Task description — Your job is to copy every line in the material containing the word "state".
(Beginning of Records supplied)
//! Flat-file credential store.
//!
//! Each line of the store maps a username to a token tag, a password
//! rule, a hex secret, and the token's authentication state. A
//! successful authentication rewrites the file through a lock-protected
//! write-new-then-rename commit, so the store is always either the old
//! content or the new content, never a torn write.
//!
//! The read-and-validate phase runs before the lock is taken. Two racing
//! processes can therefore both validate against the same stored state;
//! the loser's rename still succeeds and the file stays well-formed.

use std::fs::{self, File, OpenOptions};
use std::io::{self, BufRead, BufReader, BufWriter, Seek, SeekFrom, Write};
use std::path::{Path, PathBuf};

use chrono::{Local, NaiveDateTime, Utc};
use fs2::FileExt;

use crate::otp::codec;
use crate::otp::core;
use crate::otp::types::{CredentialRecord, OathError, PasswordPolicy, TokenKind, TokenType};

/// On-disk shape of the last-use field, e.g. `2026-02-07T09:31:04L`.
pub const TIMESTAMP_FORMAT: &str = "%Y-%m-%dT%H:%M:%SL";

// ━━━━━━━━━━━━━━━━━━━━━━━━━━━━━━━━━━━━━━━━━━━━━━━━━━━━━━━━━━━━━━━━━━
//  Authentication
// ━━━━━━━━━━━━━━━━━━━━━━━━━━━━━━━━━━━━━━━━━━━━━━━━━━━━━━━━━━━━━━━━━━

/// Authenticate `username`'s submitted OTP against the credential file.
///
/// `window` is the number of counter or time positions searched beyond
/// the expected one. `password` of `None` skips password policy
/// entirely; `Some` is checked against each record's stored rule.
///
/// On success the matching record's counter, last-OTP and last-use
/// fields have been committed to disk before this returns.
pub fn authenticate(
    path: impl AsRef<Path>,
    username: &str,
    otp: &str,
    window: u32,
    password: Option<&str>,
) -> Result<(), OathError> {
    authenticate_at(path, username, otp, window, password, Utc::now().timestamp())
}

/// [`authenticate`] with an explicit "now".
///
/// One snapshot of `now` drives both the time-step search and the
/// position replay comparison within a single call.
pub fn authenticate_at(
    path: impl AsRef<Path>,
    username: &str,
    otp: &str,
    window: u32,
    password: Option<&str>,
    now: i64,
) -> Result<(), OathError> {
    let path = path.as_ref();
    let mut file = File::open(path).map_err(|e| {
        if e.kind() == io::ErrorKind::NotFound {
            OathError::NoSuchFile(path.to_path_buf())
        } else {
            OathError::ReadFile { path: path.to_path_buf(), source: e }
        }
    })?;

    let (record, new_counter) = scan_records(&mut file, path, username, otp, window, password, now)?;

    // Atomic update: rewind the open handle, then serialise the rewrite
    // behind the lock file.
    file.seek(SeekFrom::Start(0))
        .map_err(|e| OathError::ReadFile { path: path.to_path_buf(), source: e })?;
    let lock = LockGuard::acquire(&sibling_path(path, ".lock"))?;
    let timestamp = Local::now().format(TIMESTAMP_FORMAT).to_string();
    let updated = record.updated_line(new_counter, otp, &timestamp);
    rewrite_through(path, &mut file, record.line_index, &updated)?;
    lock.release()?;
    log::info!(
        "committed credential state for user {} (line {}, counter {})",
        username,
        record.line_index,
        new_counter
    );
    Ok(())
}

/// Scan the file for a record that accepts the submitted OTP.
///
/// Returns the accepted record and its new counter value, or the most
/// specific policy outcome the scan produced.
fn scan_records(
    file: &mut File,
    path: &Path,
    username: &str,
    otp: &str,
    window: u32,
    password: Option<&str>,
    now: i64,
) -> Result<(CredentialRecord, u64), OathError> {
    let mut reader = BufReader::new(file);
    let mut bad_password = false;
    let mut invalid_otp = false;
    let mut buf = Vec::new();
    let mut index = 0usize;

    loop {
        buf.clear();
        let n = reader
            .read_until(b'\n', &mut buf)
            .map_err(|e| OathError::ReadFile { path: path.to_path_buf(), source: e })?;
        if n == 0 {
            break;
        }
        let line = String::from_utf8_lossy(&buf);
        let line_index = index;
        index += 1;

        let Some(record) = parse_record(&line, username, line_index)? else {
            continue;
        };

        if let Some(supplied) = password {
            if !record.password.accepts(supplied) {
                log::debug!("password mismatch on line {}, skipping", line_index);
                bad_password = true;
                continue;
            }
        }

        // A secret that does not decode poisons the whole file.
        let key = codec::hex_decode(&record.secret_hex)?;

        // First replay defense: the literal OTP was accepted before.
        if record.last_otp.as_deref() == Some(otp) {
            return Err(OathError::ReplayedOtp { last_use: record.last_use });
        }

        let outcome = match record.token_type.kind {
            TokenKind::Hotp => {
                let start = record.counter.unwrap_or(0);
                core::hotp_validate_str(&key, start, window, otp).map(|pos| start + pos)
            }
            TokenKind::Totp { step_seconds } => {
                core::totp_validate_str(&key, now, step_seconds, 0, window, otp).and_then(
                    |(pos, counter)| {
                        // Second replay defense, time mode only: a match
                        // at or before the last accepted step is stale
                        // even though the literal OTP differs.
                        if let Some(prev) = record.counter {
                            if counter <= prev {
                                return Err(OathError::ReplayedOtp { last_use: record.last_use });
                            }
                        }
                        log::debug!("time-step match at position {} on line {}", pos, line_index);
                        Ok(counter)
                    },
                )
            }
        };

        match outcome {
            Ok(new_counter) => return Ok((record, new_counter)),
            Err(OathError::InvalidOtp) => {
                log::debug!("no window match on line {}, skipping", line_index);
                invalid_otp = true;
                continue;
            }
            Err(e) => return Err(e),
        }
    }

    // Report the most specific reason the scan came up empty.
    if bad_password {
        Err(OathError::BadPassword)
    } else if invalid_otp {
        Err(OathError::InvalidOtp)
    } else {
        Err(OathError::UnknownUser)
    }
}

/// Parse one line as a credential record for `username`.
///
/// `Ok(None)` covers everything that is not a record for this user:
/// too few fields, an unknown token tag, or another username. Field
/// errors are only possible on the user's own records and are fatal.
fn parse_record(
    line: &str,
    username: &str,
    line_index: usize,
) -> Result<Option<CredentialRecord>, OathError> {
    let mut tokens = line.split_whitespace();
    let (Some(raw_type), Some(user), Some(passwd), Some(secret)) =
        (tokens.next(), tokens.next(), tokens.next(), tokens.next())
    else {
        return Ok(None);
    };
    let Some(token_type) = TokenType::parse(raw_type) else {
        return Ok(None);
    };
    if user != username {
        return Ok(None);
    }

    let counter = match tokens.next() {
        None => None,
        Some(tok) => Some(
            tok.parse::<u64>()
                .map_err(|_| OathError::InvalidCounter(tok.to_string()))?,
        ),
    };
    let last_otp = tokens.next().map(str::to_string);
    let last_use = match tokens.next() {
        None => None,
        Some(tok) => Some(
            NaiveDateTime::parse_from_str(tok, TIMESTAMP_FORMAT)
                .map_err(|_| OathError::InvalidTimestamp(tok.to_string()))?,
        ),
    };

    Ok(Some(CredentialRecord {
        token_type,
        raw_type: raw_type.to_string(),
        username: user.to_string(),
        password: PasswordPolicy::from_field(passwd),
        secret_hex: secret.to_string(),
        counter,
        last_otp,
        last_use,
        line_index,
    }))
}

// ━━━━━━━━━━━━━━━━━━━━━━━━━━━━━━━━━━━━━━━━━━━━━━━━━━━━━━━━━━━━━━━━━━
//  Atomic rewrite
// ━━━━━━━━━━━━━━━━━━━━━━━━━━━━━━━━━━━━━━━━━━━━━━━━━━━━━━━━━━━━━━━━━━

/// Stream the rewound input into `<path>.new` with one line replaced,
/// make it durable, and rename it onto `path`.
///
/// Any failure removes the partial `.new` file and leaves the original
/// untouched.
fn rewrite_through(
    path: &Path,
    input: &mut File,
    updated_index: usize,
    updated_line: &str,
) -> Result<(), OathError> {
    let new_path = sibling_path(path, ".new");
    if let Err(e) = write_new_file(path, &new_path, input, updated_index, updated_line) {
        let _ = fs::remove_file(&new_path);
        return Err(e);
    }
    if let Err(e) = fs::rename(&new_path, path) {
        let _ = fs::remove_file(&new_path);
        return Err(OathError::RenameFile {
            from: new_path,
            to: path.to_path_buf(),
            source: e,
        });
    }
    Ok(())
}

fn write_new_file(
    path: &Path,
    new_path: &Path,
    input: &mut File,
    updated_index: usize,
    updated_line: &str,
) -> Result<(), OathError> {
    let write_err = |e| OathError::WriteFile { path: new_path.to_path_buf(), source: e };
    let mut opts = OpenOptions::new();
    opts.write(true).create(true).truncate(true);
    #[cfg(unix)]
    {
        use std::os::unix::fs::OpenOptionsExt;
        opts.mode(0o600);
    }
    let out = opts.open(new_path).map_err(write_err)?;
    let mut writer = BufWriter::new(out);
    let mut reader = BufReader::new(input);
    let mut buf = Vec::new();
    let mut index = 0usize;
    loop {
        buf.clear();
        let n = reader
            .read_until(b'\n', &mut buf)
            .map_err(|e| OathError::ReadFile { path: path.to_path_buf(), source: e })?;
        if n == 0 {
            break;
        }
        if index == updated_index {
            writer.write_all(updated_line.as_bytes()).map_err(write_err)?;
            if buf.ends_with(b"\n") {
                writer.write_all(b"\n").map_err(write_err)?;
            }
        } else {
            // Untouched lines are copied byte-for-byte, parseable or not.
            writer.write_all(&buf).map_err(write_err)?;
        }
        index += 1;
    }
    // Durability before the rename, not after.
    writer.flush().map_err(write_err)?;
    writer.get_ref().sync_all().map_err(write_err)?;
    Ok(())
}

fn sibling_path(path: &Path, suffix: &str) -> PathBuf {
    let mut os = path.as_os_str().to_os_string();
    os.push(suffix);
    PathBuf::from(os)
}

// ━━━━━━━━━━━━━━━━━━━━━━━━━━━━━━━━━━━━━━━━━━━━━━━━━━━━━━━━━━━━━━━━━━
//  Lock file
// ━━━━━━━━━━━━━━━━━━━━━━━━━━━━━━━━━━━━━━━━━━━━━━━━━━━━━━━━━━━━━━━━━━

/// Holds an exclusive advisory lock on `<path>.lock` for the duration
/// of one rewrite. Dropping the guard unlinks the lock file; the
/// explicit [`LockGuard::release`] surfaces unlink errors on the
/// success path.
struct LockGuard {
    file: File,
    path: PathBuf,
    released: bool,
}

impl LockGuard {
    fn acquire(path: &Path) -> Result<Self, OathError> {
        let lock_err = |e| OathError::LockFile { path: path.to_path_buf(), source: e };
        let file = OpenOptions::new()
            .write(true)
            .create(true)
            .open(path)
            .map_err(lock_err)?;
        loop {
            match file.lock_exclusive() {
                Ok(()) => break,
                // A signal can interrupt the blocking acquisition.
                Err(e) if e.kind() == io::ErrorKind::Interrupted => continue,
                Err(e) => return Err(lock_err(e)),
            }
        }
        Ok(Self { file, path: path.to_path_buf(), released: false })
    }

    fn release(mut self) -> Result<(), OathError> {
        self.released = true;
        fs::remove_file(&self.path)
            .map_err(|e| OathError::RemoveFile { path: self.path.clone(), source: e })?;
        self.file
            .unlock()
            .map_err(|e| OathError::LockFile { path: self.path.clone(), source: e })?;
        Ok(())
    }
}

impl Drop for LockGuard {
    fn drop(&mut self) {
        if !self.released {
            let _ = fs::remove_file(&self.path);
            let _ = self.file.unlock();
        }
    }
}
(End of Records supplied)
Answer to the problem —
//! rule, a hex secret, and the token's authentication state. A
//! processes can therefore both validate against the same stored state;
        "committed credential state for user {} (line {}, counter {})",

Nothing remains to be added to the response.